Simultaneous Promotion of Lattice Oxygen Mechanism and Chloride Resistance via Iron Doping in Cobalt Sulfide toward Robust Seawater Splitting

Abstract

Triggering the lattice oxygen oxidation mechanism is crucial for enhancing oxygen evolution reaction (OER) performance; yet effectively boosting lattice oxygen participation and stability remains a challenge. Herein, iron-doped cobalt sulfides (Fe-CoSx) on carbon cloth are successfully synthesized via a one-step electrodeposition method.
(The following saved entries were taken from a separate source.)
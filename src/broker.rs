//! Broker dispatcher.
//!
//! This module provides the `Broker` struct, the façade every transport talks
//! to. It answers catalog queries against a shared [`ToolRegistry`] and, on
//! `call`, validates the category and tool before handing the request to a
//! [`ToolExecutor`]. Validation always finishes before any executor runs.

use crate::{
    alias::AliasResolver,
    error::{BrokerError, BrokerResult},
    executor::ToolExecutor,
    log_tool_execution, logging,
    registry::{RegistrationSummary, ToolRegistry},
    types::{CategoryInfo, SearchHit, ToolSchema, ToolSummary},
};
use parking_lot::RwLock;
use schemars::JsonSchema;
use serde::{Deserialize, Serialize};
use serde_json::{Map, Value};
use std::{
    collections::{BTreeMap, HashMap},
    sync::Arc,
    time::Instant,
};

pub const DEFAULT_PAGE_LIMIT: usize = 50;
pub const DEFAULT_DISCOVER_LIMIT: usize = 10;

/// Parameters for listing the tools of a category
#[derive(Debug, Clone, Default, Serialize, Deserialize, JsonSchema)]
pub struct ListToolsParams {
    /// Category to list, e.g. `github`
    pub category: String,
    /// Only tools of this product line
    #[serde(default)]
    pub subcategory: Option<String>,
    /// Page size (default 50)
    #[serde(default)]
    pub limit: Option<usize>,
    /// Number of tools to skip
    #[serde(default)]
    pub offset: Option<usize>,
}

#[derive(Debug, Clone, Default, Serialize, Deserialize, JsonSchema)]
pub struct CategoryParams {
    pub category: String,
}

#[derive(Debug, Clone, Default, Serialize, Deserialize, JsonSchema)]
pub struct GetToolSchemaParams {
    pub category: String,
    pub tool_name: String,
}

#[derive(Debug, Clone, Default, Serialize, Deserialize, JsonSchema)]
pub struct DiscoverParams {
    /// Space-separated keywords
    pub query: String,
    /// Maximum number of results (default 10)
    #[serde(default)]
    pub limit: Option<usize>,
}

/// A tool invocation. `tool_name` may be an alias.
#[derive(Debug, Clone, Default, Serialize, Deserialize, JsonSchema)]
pub struct CallRequest {
    /// Derived from the tool name when omitted
    #[serde(default)]
    pub category: Option<String>,
    pub tool_name: String,
    #[serde(default)]
    pub arguments: Value,
}

impl CallRequest {
    pub fn new(category: &str, tool_name: &str, arguments: Value) -> Self {
        Self {
            category: Some(category.to_string()),
            tool_name: tool_name.to_string(),
            arguments,
        }
    }
}

#[derive(Debug, Clone, Serialize)]
#[serde(rename_all = "camelCase")]
pub struct CategoryListing {
    pub categories: Vec<CategoryInfo>,
    pub total_tools: usize,
}

#[derive(Debug, Clone, Serialize)]
#[serde(rename_all = "camelCase")]
pub struct ToolPage {
    pub category: String,
    pub subcategory: Option<String>,
    pub tools: Vec<ToolSummary>,
    pub total: usize,
    pub limit: usize,
    pub offset: usize,
    pub has_more: bool,
}

#[derive(Debug, Clone, Serialize)]
pub struct SubcategoryListing {
    pub category: String,
    pub subcategories: Vec<String>,
}

#[derive(Debug, Clone, Serialize)]
pub struct DiscoverResult {
    pub query: String,
    pub total: usize,
    pub results: Vec<SearchHit>,
}

#[derive(Debug, Clone, Serialize)]
#[serde(rename_all = "camelCase")]
pub struct CategoryHealth {
    pub name: String,
    pub enabled: bool,
    pub tool_count: usize,
    pub has_executor: bool,
}

#[derive(Debug, Clone, Serialize)]
#[serde(rename_all = "camelCase")]
pub struct BrokerHealth {
    pub status: String,
    pub total_tools: usize,
    pub categories: Vec<CategoryHealth>,
    /// Credential variable name → whether it is set. Values are never reported.
    pub credentials: BTreeMap<String, bool>,
    pub alias_count: usize,
}

/// A call that passed validation.
#[derive(Debug, Clone)]
struct ResolvedCall {
    category: String,
    tool_name: String,
    arguments: Value,
}

pub struct Broker {
    registry: Arc<RwLock<ToolRegistry>>,
    aliases: AliasResolver,
    executors: RwLock<HashMap<String, Arc<dyn ToolExecutor>>>,
    page_limit: usize,
    discover_limit: usize,
}

impl Broker {
    /// Create a broker over `registry` with the built-in alias table.
    pub fn new(registry: ToolRegistry) -> Self {
        Self::shared(Arc::new(RwLock::new(registry)))
    }

    /// Create a broker over a registry that other components also hold.
    pub fn shared(registry: Arc<RwLock<ToolRegistry>>) -> Self {
        Self {
            registry,
            aliases: AliasResolver::builtin(),
            executors: RwLock::new(HashMap::new()),
            page_limit: DEFAULT_PAGE_LIMIT,
            discover_limit: DEFAULT_DISCOVER_LIMIT,
        }
    }

    pub fn with_aliases(mut self, aliases: AliasResolver) -> Self {
        self.aliases = aliases;
        self
    }

    /// Override the default page size and discovery limit.
    pub fn with_limits(mut self, page_limit: usize, discover_limit: usize) -> Self {
        self.page_limit = page_limit.max(1);
        self.discover_limit = discover_limit.max(1);
        self
    }

    pub fn with_executor(self, category: &str, executor: Arc<dyn ToolExecutor>) -> Self {
        self.register_executor(category, executor);
        self
    }

    /// Wire the executor that performs calls for `category`. Replaces any previous one.
    pub fn register_executor(&self, category: &str, executor: Arc<dyn ToolExecutor>) {
        self.executors.write().insert(category.to_string(), executor);
    }

    pub fn registry(&self) -> Arc<RwLock<ToolRegistry>> {
        Arc::clone(&self.registry)
    }

    pub fn aliases(&self) -> &AliasResolver {
        &self.aliases
    }

    /// Bulk-register under one write lock so readers never see tools without
    /// their recomputed counts.
    pub fn register_tools<I>(&self, tools: I) -> RegistrationSummary
    where
        I: IntoIterator<Item = ToolSchema>,
    {
        self.registry.write().bulk_register_tools(tools)
    }

    pub fn list_categories(&self) -> CategoryListing {
        let registry = self.registry.read();
        CategoryListing {
            categories: registry.categories(),
            total_tools: registry.get_total_tool_count(),
        }
    }

    pub fn list_tools(&self, params: ListToolsParams) -> BrokerResult<ToolPage> {
        let registry = self.registry.read();
        require_category(&registry, &params.category)?;

        let tools = match params.subcategory.as_deref() {
            Some(sub) => registry.list_tools_in_subcategory(&params.category, sub),
            None => registry.list_tools_in_category(&params.category),
        };

        let total = tools.len();
        let limit = params.limit.unwrap_or(self.page_limit);
        let offset = params.offset.unwrap_or(0);
        let page: Vec<ToolSummary> = tools.into_iter().skip(offset).take(limit).collect();
        let has_more = offset.saturating_add(page.len()) < total;

        Ok(ToolPage {
            category: params.category,
            subcategory: params.subcategory,
            tools: page,
            total,
            limit,
            offset,
            has_more,
        })
    }

    pub fn list_subcategories(&self, params: CategoryParams) -> BrokerResult<SubcategoryListing> {
        let registry = self.registry.read();
        require_category(&registry, &params.category)?;

        let subcategories = registry
            .category(&params.category)
            .map(|info| info.subcategories.clone())
            .unwrap_or_default();

        Ok(SubcategoryListing {
            category: params.category,
            subcategories,
        })
    }

    pub fn get_tool_schema(&self, params: GetToolSchemaParams) -> BrokerResult<ToolSchema> {
        let registry = self.registry.read();
        require_category(&registry, &params.category)?;
        require_tool(&registry, &params.category, &params.tool_name).cloned()
    }

    pub fn discover(&self, params: DiscoverParams) -> DiscoverResult {
        let limit = params.limit.unwrap_or(self.discover_limit);
        let results = self.registry.read().search_tools(&params.query, limit);
        DiscoverResult {
            query: params.query,
            total: results.len(),
            results,
        }
    }

    /// Validate `request` and run it on `executor`.
    pub async fn call(&self, request: CallRequest, executor: &dyn ToolExecutor) -> BrokerResult<Value> {
        let resolved = self.resolve_call(request)?;
        self.execute(resolved, executor).await
    }

    /// Validate `request` and run it on the executor wired for its category.
    pub async fn call_registered(&self, request: CallRequest) -> BrokerResult<Value> {
        let resolved = self.resolve_call(request)?;

        let executor = self.executors.read().get(&resolved.category).cloned();
        let Some(executor) = executor else {
            logging::log_executor_missing(&resolved.category);
            return Err(BrokerError::ExecutorMissing(resolved.category));
        };

        self.execute(resolved, executor.as_ref()).await
    }

    fn resolve_call(&self, request: CallRequest) -> BrokerResult<ResolvedCall> {
        let original = request.tool_name;
        let tool_name = self.aliases.resolve_tool_name(&original).to_string();
        if tool_name != original {
            logging::log_alias_resolved(&original, &tool_name);
        }

        let arguments = match request.arguments {
            Value::Null => Value::Object(Map::new()),
            other => other,
        };
        let arguments = self.aliases.map_parameters(&original, arguments);

        let registry = self.registry.read();
        let category = match request.category.filter(|c| !c.is_empty()) {
            Some(category) => category,
            None => registry.extract_category(&tool_name).ok_or_else(|| {
                let candidate = tool_name.split('_').next().unwrap_or_default().to_string();
                logging::log_unknown_category(&candidate);
                BrokerError::UnknownCategory {
                    category: candidate,
                    valid: registry.category_names(),
                }
            })?,
        };

        require_category(&registry, &category)?;
        require_tool(&registry, &category, &tool_name)?;

        Ok(ResolvedCall {
            category,
            tool_name,
            arguments,
        })
    }

    async fn execute(&self, call: ResolvedCall, executor: &dyn ToolExecutor) -> BrokerResult<Value> {
        logging::log_tool_call(&call.category, &call.tool_name, &call.arguments);

        let started = Instant::now();
        let result = executor.execute(&call.tool_name, call.arguments).await;
        log_tool_execution!(call.tool_name, started.elapsed(), result);

        result.map_err(BrokerError::from)
    }

    /// Catalog and credential status. Reads the process environment.
    pub fn health_check(&self) -> BrokerHealth {
        self.health_check_with_env(|name| std::env::var_os(name).is_some())
    }

    /// Like [`health_check`](Self::health_check) with `is_set` deciding whether a variable is present.
    pub fn health_check_with_env<F>(&self, is_set: F) -> BrokerHealth
    where
        F: Fn(&str) -> bool,
    {
        let registry = self.registry.read();
        let executors = self.executors.read();

        let mut credentials = BTreeMap::new();
        let categories = registry
            .categories()
            .into_iter()
            .map(|info| {
                for var in registry.catalog().credential_env(&info.name) {
                    credentials.insert(var.clone(), is_set(var));
                }
                CategoryHealth {
                    has_executor: executors.contains_key(&info.name),
                    name: info.name,
                    enabled: info.enabled,
                    tool_count: info.tool_count,
                }
            })
            .collect();

        BrokerHealth {
            status: "ok".to_string(),
            total_tools: registry.get_total_tool_count(),
            categories,
            credentials,
            alias_count: self.aliases.get_all_aliases().len(),
        }
    }

    /// The broker's own operations, described as tools.
    pub fn meta_tools() -> Vec<ToolSchema> {
        vec![
            ToolSchema::from_input::<EmptyParams>(
                "broker_list_categories",
                "List every integration category with its tool count",
            ),
            ToolSchema::from_input::<ListToolsParams>(
                "broker_list_tools",
                "List the tools of one category, optionally filtered by subcategory",
            ),
            ToolSchema::from_input::<CategoryParams>(
                "broker_list_subcategories",
                "List the product-line subcategories of a category",
            ),
            ToolSchema::from_input::<GetToolSchemaParams>(
                "broker_get_tool_schema",
                "Get the full input schema of one tool",
            ),
            ToolSchema::from_input::<DiscoverParams>(
                "broker_discover",
                "Keyword search across the whole tool catalog",
            ),
            ToolSchema::from_input::<CallRequest>(
                "broker_call",
                "Invoke a tool by category and name (aliases accepted)",
            ),
        ]
    }
}

#[derive(Debug, Default, Deserialize, JsonSchema)]
struct EmptyParams {}

fn require_category(registry: &ToolRegistry, category: &str) -> BrokerResult<()> {
    if registry.has_category(category) {
        return Ok(());
    }
    logging::log_unknown_category(category);
    Err(BrokerError::UnknownCategory {
        category: category.to_string(),
        valid: registry.category_names(),
    })
}

fn require_tool<'r>(registry: &'r ToolRegistry, category: &str, tool: &str) -> BrokerResult<&'r ToolSchema> {
    registry.get_tool_schema(category, tool).ok_or_else(|| {
        logging::log_unknown_tool(category, tool);
        BrokerError::ToolNotFound {
            category: category.to_string(),
            tool: tool.to_string(),
        }
    })
}
//! Broker Server
//!
//! Binds the HTTP transport to a socket and owns the pieces it shares:
//! the broker, the per-key rate limiter and the health checker.

use {
    crate::{
        broker::Broker,
        config::BrokerConfig,
        health::HealthChecker,
        http::{self, HttpState},
        logging,
        rate_limit::RateLimiter,
        validation::ToolkitReport,
    },
    anyhow::{Context, Result},
    std::{convert::Infallible, net::SocketAddr, sync::Arc, time::Duration},
    tokio::task::JoinHandle,
    tokio_stream::wrappers::TcpListenerStream,
    tracing::debug,
    warp::{Filter, Reply},
};

pub struct BrokerServer {
    broker: Arc<Broker>,
    limiter: Arc<RateLimiter>,
    health: HealthChecker,
    toolkit: Option<ToolkitReport>,
    config: BrokerConfig,
}

impl BrokerServer {
    /// Create a server for `broker`. The rate limiter is built from `config.rate_limit`.
    pub fn new(broker: Arc<Broker>, config: BrokerConfig) -> Self {
        let limiter = Arc::new(RateLimiter::new(config.rate_limit));
        Self {
            broker,
            limiter,
            health: HealthChecker::default(),
            toolkit: None,
            config,
        }
    }

    /// Serve `report` on `/health/toolkit` instead of auditing the registry on each request.
    pub fn with_toolkit_report(mut self, report: ToolkitReport) -> Self {
        self.toolkit = Some(report);
        self
    }

    pub fn with_health_checker(mut self, health: HealthChecker) -> Self {
        self.health = health;
        self
    }

    pub fn broker(&self) -> &Arc<Broker> {
        &self.broker
    }

    pub fn limiter(&self) -> &Arc<RateLimiter> {
        &self.limiter
    }

    pub fn config(&self) -> &BrokerConfig {
        &self.config
    }

    /// The full route tree, for serving or for `warp::test`.
    pub fn routes(&self) -> impl Filter<Extract = impl Reply, Error = Infallible> + Clone {
        let state = Arc::new(HttpState {
            broker: Arc::clone(&self.broker),
            limiter: Arc::clone(&self.limiter),
            health: self.health.clone(),
            toolkit: self.toolkit.clone(),
        });
        http::routes(state)
    }

    /// Start on the configured host and port.
    pub async fn start(&self) -> Result<()> {
        self.start_on(self.config.port).await
    }

    /// Start on the configured host and `port`. Runs until the server future ends.
    pub async fn start_on(&self, port: u16) -> Result<()> {
        logging::log_server_startup(port);

        let addr = format!("{}:{port}", self.config.host)
            .parse::<SocketAddr>()
            .context("Invalid address")?;

        let listener = tokio::net::TcpListener::bind(addr)
            .await
            .map_err(|e| anyhow::anyhow!("Could not bind to {}: {}", addr, e))?;

        logging::log_server_ready(&addr.to_string());

        let pruner = self
            .config
            .rate_limit
            .idle_ttl_secs
            .map(|ttl| spawn_pruner(Arc::clone(&self.limiter), Duration::from_secs(ttl)));

        warp::serve(self.routes())
            .run_incoming(TcpListenerStream::new(listener))
            .await;

        if let Some(handle) = pruner {
            handle.abort();
        }
        logging::log_server_shutdown();
        Ok(())
    }
}

/// Periodically drop buckets idle for longer than `ttl`.
fn spawn_pruner(limiter: Arc<RateLimiter>, ttl: Duration) -> JoinHandle<()> {
    let period = (ttl / 2).max(Duration::from_secs(1));
    debug!(period_secs = period.as_secs(), "Starting rate-limit bucket pruner");

    tokio::spawn(async move {
        let mut interval = tokio::time::interval(period);
        interval.tick().await;
        loop {
            interval.tick().await;
            limiter.prune_idle(ttl);
        }
    })
}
The optimal CoFe0.16Sx electrocatalyst exhibits remarkable OER performance, requiring overpotentials of only 220 and 300 mV to achieve 100 and 500 mA cm⁻2 in alkaline seawater, respectively, along with outstanding stability for over 125 h. Comprehensive characterization reveals that Fe doping serves multiple critical functions: (i) it significantly strengthens the adsorption of hydroxide ions (OH⁻), accelerates the in situ reconstruction of the catalyst surface and facilitates the deep oxidation of CoOOH to CoO2, thereby promoting a more efficient LOM pathway; and (ii) it stabilizes sulfate ions on the reconstructed surface, forming a protective layer that electrostatically repels chloride ions. These endow the catalyst with superior corrosion resistance and stable OER activity in chloride-containing alkaline electrolytes. This work provides an effective multifunctional doping strategy and mechanistic insights for the design of high-performance, stable OER electrocatalysts.